How to complete this task –
Scan the listing below. Copy each line that contains "struct".

Information supplied –
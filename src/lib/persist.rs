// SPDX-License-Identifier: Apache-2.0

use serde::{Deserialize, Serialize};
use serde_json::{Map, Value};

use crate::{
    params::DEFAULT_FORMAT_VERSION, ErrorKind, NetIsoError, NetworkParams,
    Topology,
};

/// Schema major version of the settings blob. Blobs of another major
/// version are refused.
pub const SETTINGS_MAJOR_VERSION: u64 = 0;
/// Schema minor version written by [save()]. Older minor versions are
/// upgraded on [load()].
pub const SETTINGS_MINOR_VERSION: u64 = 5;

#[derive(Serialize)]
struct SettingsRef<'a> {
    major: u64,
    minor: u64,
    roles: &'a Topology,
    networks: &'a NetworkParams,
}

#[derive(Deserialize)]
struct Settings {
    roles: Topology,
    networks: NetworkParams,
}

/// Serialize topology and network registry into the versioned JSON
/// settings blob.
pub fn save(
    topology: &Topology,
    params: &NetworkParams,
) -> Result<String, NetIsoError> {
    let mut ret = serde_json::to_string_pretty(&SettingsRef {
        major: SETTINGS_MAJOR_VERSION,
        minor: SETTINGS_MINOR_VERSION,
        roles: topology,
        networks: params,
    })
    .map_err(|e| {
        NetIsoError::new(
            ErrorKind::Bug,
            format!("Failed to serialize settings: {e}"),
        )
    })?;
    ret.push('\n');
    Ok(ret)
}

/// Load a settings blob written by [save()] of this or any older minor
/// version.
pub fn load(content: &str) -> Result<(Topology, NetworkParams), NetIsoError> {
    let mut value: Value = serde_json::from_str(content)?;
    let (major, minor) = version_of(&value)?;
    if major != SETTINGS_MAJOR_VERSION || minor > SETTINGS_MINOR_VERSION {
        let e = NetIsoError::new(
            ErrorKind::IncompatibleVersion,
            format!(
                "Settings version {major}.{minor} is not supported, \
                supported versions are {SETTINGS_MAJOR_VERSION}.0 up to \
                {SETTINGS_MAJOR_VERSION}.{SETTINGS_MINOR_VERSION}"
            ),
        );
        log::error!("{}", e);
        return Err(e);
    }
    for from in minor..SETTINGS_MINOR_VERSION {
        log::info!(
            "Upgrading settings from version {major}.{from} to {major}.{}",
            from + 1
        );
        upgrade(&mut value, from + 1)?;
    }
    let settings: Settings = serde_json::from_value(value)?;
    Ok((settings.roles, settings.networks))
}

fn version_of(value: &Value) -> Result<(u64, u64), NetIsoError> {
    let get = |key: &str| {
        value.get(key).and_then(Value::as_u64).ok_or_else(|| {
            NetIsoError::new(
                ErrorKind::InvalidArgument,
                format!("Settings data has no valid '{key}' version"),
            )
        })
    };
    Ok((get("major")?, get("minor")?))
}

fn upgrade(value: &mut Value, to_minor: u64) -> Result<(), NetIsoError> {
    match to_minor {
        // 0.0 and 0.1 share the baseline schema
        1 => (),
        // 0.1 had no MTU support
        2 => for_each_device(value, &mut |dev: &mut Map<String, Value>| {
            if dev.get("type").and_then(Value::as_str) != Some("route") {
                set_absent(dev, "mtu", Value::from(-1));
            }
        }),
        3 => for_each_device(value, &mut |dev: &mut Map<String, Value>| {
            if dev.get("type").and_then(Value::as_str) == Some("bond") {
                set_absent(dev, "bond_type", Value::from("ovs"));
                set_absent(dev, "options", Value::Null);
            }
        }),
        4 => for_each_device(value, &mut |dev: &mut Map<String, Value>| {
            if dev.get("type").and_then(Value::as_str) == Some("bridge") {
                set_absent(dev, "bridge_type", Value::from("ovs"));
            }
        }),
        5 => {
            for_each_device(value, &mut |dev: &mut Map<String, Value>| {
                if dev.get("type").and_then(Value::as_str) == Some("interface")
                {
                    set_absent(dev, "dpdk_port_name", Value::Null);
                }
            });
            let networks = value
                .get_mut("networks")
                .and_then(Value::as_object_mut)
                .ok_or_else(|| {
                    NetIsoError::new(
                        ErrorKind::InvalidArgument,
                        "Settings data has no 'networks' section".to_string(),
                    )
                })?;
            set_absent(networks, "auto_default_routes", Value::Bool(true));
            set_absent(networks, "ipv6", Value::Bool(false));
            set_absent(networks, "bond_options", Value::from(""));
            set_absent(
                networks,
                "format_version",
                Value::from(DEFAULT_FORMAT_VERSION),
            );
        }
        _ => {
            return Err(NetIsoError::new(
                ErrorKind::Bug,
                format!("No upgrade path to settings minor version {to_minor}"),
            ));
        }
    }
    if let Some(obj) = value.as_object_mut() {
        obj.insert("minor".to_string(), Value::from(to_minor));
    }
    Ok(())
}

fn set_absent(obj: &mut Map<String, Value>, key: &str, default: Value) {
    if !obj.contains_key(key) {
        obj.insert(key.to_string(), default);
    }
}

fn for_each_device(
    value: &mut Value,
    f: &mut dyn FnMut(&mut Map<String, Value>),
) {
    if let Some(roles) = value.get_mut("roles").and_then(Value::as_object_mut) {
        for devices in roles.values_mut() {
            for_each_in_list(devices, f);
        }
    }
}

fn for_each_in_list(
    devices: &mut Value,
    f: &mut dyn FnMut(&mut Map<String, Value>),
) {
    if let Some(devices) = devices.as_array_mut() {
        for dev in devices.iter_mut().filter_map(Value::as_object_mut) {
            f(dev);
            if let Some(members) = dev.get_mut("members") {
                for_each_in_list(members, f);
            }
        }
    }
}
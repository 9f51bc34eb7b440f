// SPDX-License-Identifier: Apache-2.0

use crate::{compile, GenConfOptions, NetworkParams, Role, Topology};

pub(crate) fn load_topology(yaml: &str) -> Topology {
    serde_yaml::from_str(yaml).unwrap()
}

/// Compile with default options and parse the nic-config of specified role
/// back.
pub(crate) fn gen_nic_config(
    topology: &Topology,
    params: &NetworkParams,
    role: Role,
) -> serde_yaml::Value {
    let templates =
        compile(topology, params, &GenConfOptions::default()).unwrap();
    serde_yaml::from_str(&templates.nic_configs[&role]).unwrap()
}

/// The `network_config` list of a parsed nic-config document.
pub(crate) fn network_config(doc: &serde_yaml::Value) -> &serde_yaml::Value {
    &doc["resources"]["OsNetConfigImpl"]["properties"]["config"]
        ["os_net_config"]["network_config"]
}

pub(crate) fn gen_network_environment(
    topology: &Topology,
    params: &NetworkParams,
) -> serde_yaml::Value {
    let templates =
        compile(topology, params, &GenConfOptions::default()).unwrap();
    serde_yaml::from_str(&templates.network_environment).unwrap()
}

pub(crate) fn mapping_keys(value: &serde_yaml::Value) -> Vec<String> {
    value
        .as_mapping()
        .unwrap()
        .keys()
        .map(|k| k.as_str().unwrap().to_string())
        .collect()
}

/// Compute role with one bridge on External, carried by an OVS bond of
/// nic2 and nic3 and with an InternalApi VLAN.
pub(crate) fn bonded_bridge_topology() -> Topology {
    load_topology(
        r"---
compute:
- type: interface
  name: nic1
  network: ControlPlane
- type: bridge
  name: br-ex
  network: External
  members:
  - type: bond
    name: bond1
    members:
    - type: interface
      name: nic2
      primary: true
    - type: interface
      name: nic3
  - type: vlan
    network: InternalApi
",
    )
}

The answer –
struct SettingsRef<'a> {
struct Settings {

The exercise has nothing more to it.